**TASK OBJECTIVE:**
Print the records below word for word, beginning with the first line and ending once the line containing "use std::collections::BTreeMap;" is printed.

Records drawn from a dataset
* * * * * * *
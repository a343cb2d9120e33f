//! Migration runner.
//!
//! Deciding what to run is the pure function [`plan`]; [`MigrationRunner`]
//! then applies that plan strictly in order, one transaction per
//! migration, and stops at the first failure.

use std::collections::BTreeMap;
use std::sync::Arc;

use chrono::{DateTime, Utc};
use schemagate_core::{CompiledQuery, Schema};
use serde::Serialize;
use tracing::{error, info, warn};

use crate::client::{RecordingClient, TransactionalClient};
use crate::error::{MigrateError, Result};
use crate::history::{HistoryEntry, HistoryStore, MigrationState};
use crate::migration::{Migration, MigrationContext, MigrationSet};

/// Which body of a migration to run.
#[derive(Debug, Clone, Copy, PartialEq, Eq)]
pub enum Direction {
    /// `up`
    Up,
    /// `down`
    Down,
}

/// Operator decision for a failed or incomplete migration.
#[derive(Debug, Clone, Copy, PartialEq, Eq)]
pub enum Resolution {
    /// The change was completed by hand; record it as applied.
    MarkSucceeded,
    /// Forget the attempt so the next run applies the migration again.
    Retry,
}

/// The migrations `migrate` would apply, in order.
///
/// A migration is pending unless its history entry says it succeeded.
///
/// # Errors
///
/// - [`MigrateError::OutOfOrderMigration`] if an applied migration sorts
///   after a pending one.
/// - [`MigrateError::UnresolvedMigration`] if a pending migration has a
///   failed or incomplete entry.
pub fn plan<'m>(
    migrations: &'m MigrationSet,
    history: &[HistoryEntry],
) -> Result<Vec<&'m dyn Migration>> {
    let entries: BTreeMap<&str, &HistoryEntry> =
        history.iter().map(|e| (e.name.as_str(), e)).collect();

    let mut pending: Vec<&'m dyn Migration> = Vec::new();
    for migration in migrations.iter() {
        let state = entries
            .get(migration.name())
            .map_or(MigrationState::Pending, |e| e.state());
        if state == MigrationState::Applied {
            if let Some(first) = pending.first() {
                return Err(MigrateError::OutOfOrderMigration {
                    migration: migration.name().to_string(),
                    pending: first.name().to_string(),
                });
            }
        } else {
            pending.push(migration);
        }
    }

    for migration in &pending {
        if let Some(entry) = entries.get(migration.name()) {
            return Err(MigrateError::UnresolvedMigration {
                name: migration.name().to_string(),
                state: entry.state(),
            });
        }
    }

    Ok(pending)
}
//! Command-line front end shared by every schema crate.
//!
//! A project binary declares its [`Schema`] and [`MigrationSet`] and hands
//! them to [`run`]:
//!
//! ```rust,no_run
//! use schemagate_core::Schema;
//! use schemagate_migrate::migration::MigrationSet;
//!
//! #[tokio::main]
//! async fn main() -> anyhow::Result<()> {
//!     schemagate_migrate::cli::run(Schema::default(), MigrationSet::default()).await
//! }
//! ```
//!
//! `hash`, `check`, `accept` and `sql` work offline and never connect.

use std::path::PathBuf;
use std::sync::Arc;
use std::time::Duration;

use anyhow::Context;
use chrono::Utc;
use clap::{Parser, Subcommand, ValueEnum};
use schemagate_core::hash::canonical_text;
use schemagate_core::{Schema, SchemaHash};
use tracing::{info, Level};
use tracing_subscriber::FmtSubscriber;

use crate::client::PgClient;
use crate::gate::{self, AcceptanceGate};
use crate::generator::DiffGenerator;
use crate::history::SqlHistoryStore;
use crate::introspect::introspect;
use crate::migration::MigrationSet;
use crate::runner::{self, Direction, MigrationRunner, Resolution};
use crate::writer::MigrationWriter;

/// Ordered, transactional Postgres migrations with a schema-hash gate.
#[derive(Debug, Parser)]
#[command(author, version, about, long_about = None)]
pub struct Cli {
    /// Postgres connection string.
    #[arg(long, env = "DATABASE_URL")]
    pub database_url: Option<String>,

    /// Connection pool size.
    #[arg(long, env = "PG_MAX_CONNECTIONS", default_value_t = 5)]
    pub max_connections: u32,

    /// Queries slower than this are reported (milliseconds, 0 disables).
    #[arg(long, env = "SLOW_QUERY_REPORT_CUTOFF_MS", default_value_t = 2000)]
    pub slow_query_ms: u64,

    /// Postgres schema to introspect.
    #[arg(long, default_value = "public")]
    pub pg_schema: String,

    /// Directory holding the accepted schema snapshot and pending diff.
    #[arg(long, default_value = "schema")]
    pub schema_dir: PathBuf,

    /// Directory generated migrations are written to.
    #[arg(short, long, default_value = "migrations")]
    pub migrations_dir: PathBuf,

    /// Enable verbose output.
    #[arg(short, long)]
    pub verbose: bool,

    #[command(subcommand)]
    pub command: Commands,
}

/// Subcommands.
#[derive(Debug, Subcommand)]
pub enum Commands {
    /// Create the migration history table.
    Init,

    /// Apply every pending migration, in order.
    Migrate {
        /// Print the SQL instead of executing it.
        #[arg(long)]
        dry_run: bool,
    },

    /// Apply one migration.
    Apply {
        /// Migration name.
        name: String,
    },

    /// Show every migration and its state.
    Status {
        /// Print JSON instead of a table.
        #[arg(long)]
        json: bool,
    },

    /// Undo one applied migration.
    Rollback {
        /// Migration name.
        name: String,

        /// Print the SQL instead of executing it.
        #[arg(long)]
        dry_run: bool,
    },

    /// Settle a failed or incomplete migration.
    Resolve {
        /// Migration name.
        name: String,

        /// What to do with it.
        #[arg(value_enum)]
        resolution: ResolutionArg,
    },

    /// Print a migration's SQL without connecting.
    Sql {
        /// Migration name.
        name: String,

        /// Print the rollback SQL.
        #[arg(short, long)]
        reverse: bool,
    },

    /// Print the schema hash.
    Hash {
        /// Print the canonical text instead.
        #[arg(long)]
        canonical: bool,
    },

    /// Fail if the schema changed without a migration accepting it.
    Check,

    /// Check, then record the schema as accepted.
    Accept,

    /// Generate a migration converging the database to the schema.
    Generate {
        /// Migration description.
        #[arg(short, long)]
        name: Option<String>,

        /// Print the migration instead of writing it.
        #[arg(long)]
        dry_run: bool,
    },
}

/// Command-line spelling of [`Resolution`].
#[derive(Debug, Clone, Copy, PartialEq, Eq, ValueEnum)]
pub enum ResolutionArg {
    /// The change was completed by hand.
    MarkSucceeded,
    /// Run the migration again.
    Retry,
}

impl From<ResolutionArg> for Resolution {
    fn from(arg: ResolutionArg) -> Self {
        match arg {
            ResolutionArg::MarkSucceeded => Self::MarkSucceeded,
            ResolutionArg::Retry => Self::Retry,
        }
    }
}

/// Parses the command line, sets up logging and runs the command.
///
/// # Errors
///
/// Any failure of the command; the process then exits non-zero.
pub async fn run(schema: Schema, migrations: MigrationSet) -> anyhow::Result<()> {
    let cli = Cli::parse();

    let log_level = if cli.verbose {
        Level::DEBUG
    } else {
        Level::INFO
    };
    let subscriber = FmtSubscriber::builder()
        .with_max_level(log_level)
        .with_target(false)
        .without_time()
        .finish();
    tracing::subscriber::set_global_default(subscriber)?;

    cli.execute(schema, migrations).await
}

impl Cli {
    /// Runs the parsed command.
    ///
    /// # Errors
    ///
    /// Any failure of the command.
    pub async fn execute(self, schema: Schema, migrations: MigrationSet) -> anyhow::Result<()> {
        match self.command {
            Commands::Hash { canonical } => {
                if canonical {
                    print!("{}", canonical_text(&schema));
                } else {
                    println!("{}", SchemaHash::compute(&schema));
                }
            }

            Commands::Check => {
                let hash = AcceptanceGate::new(&schema, &migrations, &self.schema_dir).check()?;
                println!("Schema hash {hash} is accepted.");
            }

            Commands::Accept => {
                let hash = AcceptanceGate::new(&schema, &migrations, &self.schema_dir).accept()?;
                println!("Accepted schema hash {hash}.");
            }

            Commands::Sql { ref name, reverse } => {
                let migration = migrations.require(name)?;
                let direction = if reverse {
                    Direction::Down
                } else {
                    Direction::Up
                };
                for query in runner::preview(migration, &schema, direction).await? {
                    println!("{};", query.sql);
                }
            }

            Commands::Generate { ref name, dry_run } => {
                let client = self.connect().await?;
                let live = introspect(&client, &self.pg_schema).await?;
                let description = name.as_deref().unwrap_or("auto");
                let Some(migration) =
                    DiffGenerator::new(&schema).generate(&live, description, Utc::now())?
                else {
                    info!("No changes detected.");
                    return Ok(());
                };

                let writer = MigrationWriter::new(&migration);
                if dry_run {
                    println!("Would create migration: {}", writer.file_name());
                    println!("\n{}", writer.render());
                } else {
                    writer.write_to(&self.migrations_dir)?;
                    gate::write_snapshot(&self.schema_dir, &schema)?;
                    info!(
                        module = %writer.module_name(),
                        "Add the new module's MIGRATION to the migration set"
                    );
                }
            }

            Commands::Init => {
                let runner = self.runner(schema, migrations).await?;
                info!("Initializing migrations system...");
                runner.init().await?;
                info!("Migrations table created successfully.");
            }

            Commands::Migrate { dry_run } => {
                let runner = self.runner(schema, migrations).await?;
                runner.init().await?;

                if dry_run {
                    info!("Dry run mode - SQL will be printed but not executed.");
                    for name in runner.pending().await? {
                        let migration = runner.migrations().require(&name)?;
                        println!("-- {name}");
                        for query in
                            runner::preview(migration, runner.schema(), Direction::Up).await?
                        {
                            println!("{};", query.sql);
                        }
                    }
                } else {
                    runner.migrate().await?;
                }
            }

            Commands::Apply { ref name } => {
                let runner = self.runner(schema, migrations).await?;
                runner.init().await?;
                if !runner.apply(name).await? {
                    info!(migration = %name, "Already applied");
                }
            }

            Commands::Status { json } => {
                let runner = self.runner(schema, migrations).await?;
                runner.init().await?;
                let report = runner.status().await?;

                if json {
                    println!("{}", serde_json::to_string_pretty(&report)?);
                } else {
                    println!("\nMigrations:");
                    println!("{:-<60}", "");
                    for migration in &report.migrations {
                        let started = migration.started.map_or_else(String::new, |at| {
                            format!(" ({})", at.format("%Y-%m-%d %H:%M:%S"))
                        });
                        println!(" [{}] {}{}", migration.state, migration.name, started);
                    }
                    for entry in &report.unknown {
                        println!(" [unknown] {} ({})", entry.name, entry.state());
                    }
                    println!();
                }
            }

            Commands::Rollback { ref name, dry_run } => {
                if dry_run {
                    let migration = migrations.require(name)?;
                    for query in runner::preview(migration, &schema, Direction::Down).await? {
                        println!("{};", query.sql);
                    }
                    return Ok(());
                }
                let runner = self.runner(schema, migrations).await?;
                runner.init().await?;
                runner.rollback(name).await?;
            }

            Commands::Resolve {
                ref name,
                resolution,
            } => {
                let runner = self.runner(schema, migrations).await?;
                runner.init().await?;
                runner.resolve(name, resolution.into()).await?;
            }
        }

        Ok(())
    }

    async fn connect(&self) -> anyhow::Result<PgClient> {
        let url = self
            .database_url
            .as_deref()
            .context("DATABASE_URL is not set; pass --database-url or set the variable")?;
        let threshold = (self.slow_query_ms > 0).then(|| Duration::from_millis(self.slow_query_ms));
        let client = PgClient::connect(url, self.max_connections)
            .await?
            .slow_query_threshold(threshold);
        Ok(client)
    }

    async fn runner(
        &self,
        schema: Schema,
        migrations: MigrationSet,
    ) -> anyhow::Result<MigrationRunner<PgClient, SqlHistoryStore<PgClient>>> {
        let client = self.connect().await?;
        Ok(MigrationRunner::new(
            client.clone(),
            SqlHistoryStore::new(client),
            Arc::new(schema),
            migrations,
        ))
    }
}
* * * * * * *
**WRITTEN ANSWER:**
repository a343cb2d9120e33f
//! Migration runner.
//!
//! Deciding what to run is the pure function [`plan`]; [`MigrationRunner`]
//! then applies that plan strictly in order, one transaction per
//! migration, and stops at the first failure.

use std::collections::BTreeMap;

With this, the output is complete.